トヨタが描く、新しい投資機能の姿
「トヨタ・インベンション・パートナーズ」のネーミング・CIプロジェクト
こんにちは、I&COです。このニュースレターでは、日本の社会・企業・人のより良い未来への展望を拓くヒントとなるようなコラムや、I&COの最新情報を隔週でお届けしています。
今回は、トヨタが設立した新たな戦略投資子会社「トヨタ・インベンション・パートナーズ」のネーミングと、コーポレートアイデンティティを開発したプロジェクトをご紹介します。
「共に汗をかき、共に成功する」新しい事業投資会社の誕生
2025年10月、トヨタはモビリティカンパニーへの変革をさらに加速させるため、トヨタの新たな事業投資会社「トヨタ・インベンション・パートナーズ(TIP)」を設立しました。
一般的なベンチャーキャピタルが資金提供を通じて企業価値の向上を図るのに対し、TIPが目指すのは、単なる出資者ではなく「共に汗をかき、共に成功を分かち合う」真のパートナーです。技術や人材、商流など、トヨタが長年培ってきた多様なアセットを提供することで、投資先の企業と共に発明活動を促進し、次世代産業の創出を目指します。
TIPはこうした理念のもと、トヨタとの「掛け算」による長期的な協業体制の構築を目指す新しい形の事業投資会社として構想されました。I&COは、この理念を体現するブランドづくりを支援するパートナーとして、社名の策定とコーポレートアイデンティティの開発に参画しました。
「誰のための会社か」という問いから生まれた社名
ネーミング開発においては、多様なステークホルダーの視点を取り入れながら検討を進めました。具体的で幅広いネーミング案を検討する中で浮かび上がってきたのは、「この会社は誰のために存在するのか」という問いです。
投資する側だけでなく、投資を受ける企業をはじめとしたすべての関係者が、自分たちに関わりのある会社だと誇りを持てる名前にしたい。その思いをネーミングの中核に据えました。
一般的に、VCやCVCの社名には「キャピタル」「ファンド」「ベンチャーズ」といった言葉が多く使われます。それらは、投資する側の立場を鮮明にする役割を果たす言葉でもあります。一方で、私たちが目指したのは、共に価値を創り上げていく姿勢を体現する名前でした。

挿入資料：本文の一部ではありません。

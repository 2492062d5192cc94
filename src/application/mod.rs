//! Application Layer
//!
//! Use cases that orchestrate the business flow.
//! This layer:
//! - Depends on Domain layer (entities, services, ports)
//! - Does NOT contain business rules (those are in Domain)
//! - Coordinates between Infrastructure and Domain
//!
//! ## Use Cases
//!
//! - `ConfigureImageUseCase` - Working copy, rewrite, sizing, Packer template
//! - `ConfigureClusterUseCase` - Placement, security rule, cluster configuration
//! - `make_image` / `make_cluster` - Run the external build tools

pub mod cluster;
pub mod image;
pub mod tools;

pub use cluster::{ClusterConfiguration, ClusterOptions, ConfigureClusterUseCase};
pub use image::{payload_size, ConfigureImageUseCase, ImageConfiguration, ImageOptions};
pub use tools::{cluster_name, make_cluster, make_image};
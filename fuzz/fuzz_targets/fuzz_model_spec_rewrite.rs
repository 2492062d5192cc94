#![no_main]

use std::path::Path;

use libfuzzer_sys::fuzz_target;

fuzz_target!(|data: &[u8]| {
    if let Ok(content) = std::str::from_utf8(data) {
        // A successful rewrite must be stable under a second rewrite
        if let Ok(once) = vaws::domain::services::rewrite_artifact_path(content, Path::new("fuzz.yaml")) {
            let twice = vaws::domain::services::rewrite_artifact_path(&once.content, Path::new("fuzz.yaml"))
                .expect("rewritten document must still parse");
            assert_eq!(once.content, twice.content);
        }
    }
});
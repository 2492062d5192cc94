//! Tests for the config module

use super::*;
use std::collections::HashMap;
use std::fs;
use std::path::Path;
use tempfile::tempdir;

fn env(pairs: &[(&str, &str)]) -> impl Fn(&str) -> Option<String> {
    let map: HashMap<String, String> = pairs
        .iter()
        .map(|(k, v)| (k.to_string(), v.to_string()))
        .collect();
    move |key| map.get(key).cloned()
}

#[test]
fn test_config_default() {
    let config = Config::default();

    assert_eq!(config.aws.region, None);
    assert_eq!(config.cluster.master_instance_type, "t2.micro");
    assert_eq!(config.cluster.max_queue_size, 10);
    assert!(config.cluster.post_install);
}

#[test]
fn test_config_parse_toml() {
    let toml = r#"
[aws]
region = "us-west-2"
profile = "sim"

[output]
directory = "build"

[cluster]
compute_instance_type = "c5.2xlarge"
max_queue_size = 50
post_install = false
"#;

    let config: Config = toml::from_str(toml).unwrap();

    assert_eq!(config.aws.region.as_deref(), Some("us-west-2"));
    assert_eq!(config.aws.profile.as_deref(), Some("sim"));
    assert_eq!(config.output.directory, Some(PathBuf::from("build")));
    assert_eq!(config.cluster.compute_instance_type, "c5.2xlarge");
    assert_eq!(config.cluster.master_instance_type, "t2.micro");
    assert_eq!(config.cluster.max_queue_size, 50);
    assert!(!config.cluster.post_install);
}

#[test]
fn test_unknown_keys_become_warnings() {
    let dir = tempdir().unwrap();
    let path = dir.path().join("vaws.toml");
    fs::write(&path, "[aws]\nregoin = \"us-east-1\"\n").unwrap();

    let (config, warnings) = load_with_warnings(&path).unwrap();

    assert_eq!(config.aws.region, None);
    assert_eq!(warnings.len(), 1);
    assert_eq!(warnings[0].key, "regoin");
    assert_eq!(warnings[0].line, Some(2));
    assert_eq!(warnings[0].suggestion.as_deref(), Some("region"));
    assert!(warnings[0].to_string().contains("did you mean 'region'?"));
}

#[test]
fn test_unknown_table_points_at_header() {
    let dir = tempdir().unwrap();
    let path = dir.path().join("vaws.toml");
    fs::write(
        &path,
        "# max_queue_size is per cluster\n[clustr]\nmax_queue_size = 4\n",
    )
    .unwrap();

    let (_, warnings) = load_with_warnings(&path).unwrap();

    assert_eq!(warnings.len(), 1);
    assert_eq!(warnings[0].key, "clustr");
    assert_eq!(warnings[0].line, Some(2));
    assert_eq!(warnings[0].suggestion.as_deref(), Some("cluster"));
}

#[test]
fn test_distant_unknown_key_has_no_suggestion() {
    let dir = tempdir().unwrap();
    let path = dir.path().join("vaws.toml");
    fs::write(&path, "[output]\ncompression = \"gzip\"\n").unwrap();

    let (_, warnings) = load_with_warnings(&path).unwrap();

    assert_eq!(warnings[0].line, Some(2));
    assert!(warnings[0].suggestion.is_none());
}

#[test]
fn test_invalid_toml_is_error() {
    let dir = tempdir().unwrap();
    let path = dir.path().join("vaws.toml");
    fs::write(&path, "[aws\nregion = 1").unwrap();

    let err = load_with_warnings(&path).unwrap_err();
    assert!(matches!(err, VawsError::InvalidConfig { .. }));
}

#[test]
fn test_env_region_precedence() {
    let config = with_overrides_from(
        Config::default(),
        env(&[("AWS_DEFAULT_REGION", "eu-west-1"), ("AWS_REGION", "us-east-2")]),
    );
    assert_eq!(config.aws.region.as_deref(), Some("us-east-2"));

    let config = with_overrides_from(
        Config::default(),
        env(&[("AWS_REGION", "us-east-2"), ("VAWS_REGION", "ap-south-1")]),
    );
    assert_eq!(config.aws.region.as_deref(), Some("ap-south-1"));
}

#[test]
fn test_env_overrides_file_values() {
    let mut base = Config::default();
    base.aws.region = Some("us-west-2".into());
    base.aws.profile = Some("file".into());

    let config = with_overrides_from(base, env(&[("AWS_PROFILE", "env"), ("VAWS_OUTPUT_DIR", "/out")]));

    assert_eq!(config.aws.region.as_deref(), Some("us-west-2"));
    assert_eq!(config.aws.profile.as_deref(), Some("env"));
    assert_eq!(config.output.directory, Some(PathBuf::from("/out")));
}

#[test]
fn test_empty_env_values_are_ignored() {
    let mut base = Config::default();
    base.aws.region = Some("us-west-2".into());

    let config = with_overrides_from(base, env(&[("AWS_REGION", "  ")]));

    assert_eq!(config.aws.region.as_deref(), Some("us-west-2"));
}

#[test]
fn test_region_flag_wins_and_unset_is_error() {
    let mut config = Config::default();
    assert!(matches!(
        config.resolve_region(None),
        Err(VawsError::RegionUnset)
    ));

    config.aws.region = Some("us-west-2".into());
    assert_eq!(config.resolve_region(None).unwrap(), "us-west-2");
    assert_eq!(config.resolve_region(Some("eu-central-1")).unwrap(), "eu-central-1");
}

#[test]
fn test_provider_context_carries_profile() {
    let mut config = Config::default();
    config.aws.profile = Some("sim".into());

    let ctx = config.provider_context(Some("us-west-2")).unwrap();

    assert_eq!(ctx.region, "us-west-2");
    assert_eq!(ctx.profile.as_deref(), Some("sim"));
}

#[test]
fn test_output_dir_resolution() {
    let mut config = Config::default();
    let cwd = Path::new("/work");

    assert_eq!(config.resolve_output_dir(None, cwd), PathBuf::from("/work"));
    config.output.directory = Some(PathBuf::from("/cfg"));
    assert_eq!(config.resolve_output_dir(None, cwd), PathBuf::from("/cfg"));
    assert_eq!(
        config.resolve_output_dir(Some(Path::new("/flag")), cwd),
        PathBuf::from("/flag")
    );
}

#[test]
fn test_explicit_config_must_exist() {
    let dir = tempdir().unwrap();
    let missing = dir.path().join("nope.toml");

    assert!(load(Some(&missing), dir.path()).is_err());
}

#[test]
fn test_project_config_is_found() {
    let dir = tempdir().unwrap();
    fs::write(
        dir.path().join(PROJECT_CONFIG_FILE),
        "[cluster]\nmax_queue_size = 3\n",
    )
    .unwrap();

    let (config, warnings) = load(None, dir.path()).unwrap();

    assert_eq!(config.cluster.max_queue_size, 3);
    assert!(warnings.is_empty());
}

こうした価値観のもとたどり着いたのが、「インベンション・パートナーズ」という言葉です。インベンションは「発明」を意味し、「次の道を発明しよう」というトヨタのグループビジョンにあるように、トヨタが創業以来大切にしてきたDNAでもあります。また、「パートナーズ(Partners)」という言葉を使うことによって、投資する側・される側の協働という、あるべき姿を表しました。
こうして、「トヨタ・インベンション・パートナーズ」という社名が誕生しました。
理念を象徴するコーポレートアイデンティティ
社名と並びもう一つの柱となったのが、コーポレートアイデンティティの構築です。I&COは、社名を視覚的に表現するVI(ビジュアル・アイデンティティ)と、国内外のステークホルダーに向けたステートメントの開発を手がけました。
ロゴデザインでは、「共に汗をかき、共に成功する」という理念をいかに視覚的に表現するかにこだわりました。完成したロゴは、共有する目的に向かって進む仲間たちの一体感を象徴しています。複数の要素が調和しながら一つの方向へと動くフォルムは、投資先企業と手を取り合い、同じゴールを目指す姿を表現しています。
コーポレートカラーには、信頼と調和を想起させる「TIPブルー」を採用しました。このブルーは、投資先企業との信頼関係、そしてトヨタとの調和という、TIPにとって不可欠な二つの価値を象徴しています。


「新しい投資会社のあり方」を伝える
今回のプロジェクトは、「これからの時代に求められる投資会社のあり方とは何か」という問いから始まりました。単なる資金提供にとどまらず、真のパートナーシップを築く。その理念を、ネーミングとコーポレートアイデンティティを通じて可視化していくプロセスは、デザインが事業や組織の変革において果たせる力を示すものでもありました。
現在、トヨタ・インベンション・パートナーズはこの新たな理念のもと活動を開始しています。従来の投資会社の枠を超え、トヨタならではのアプローチによって、世界のモビリティ産業、さらには社会全体のイノベーションを加速させていくことが期待されています。
この新しい挑戦が、未来の産業と社会を動かす原動力となることを願っています。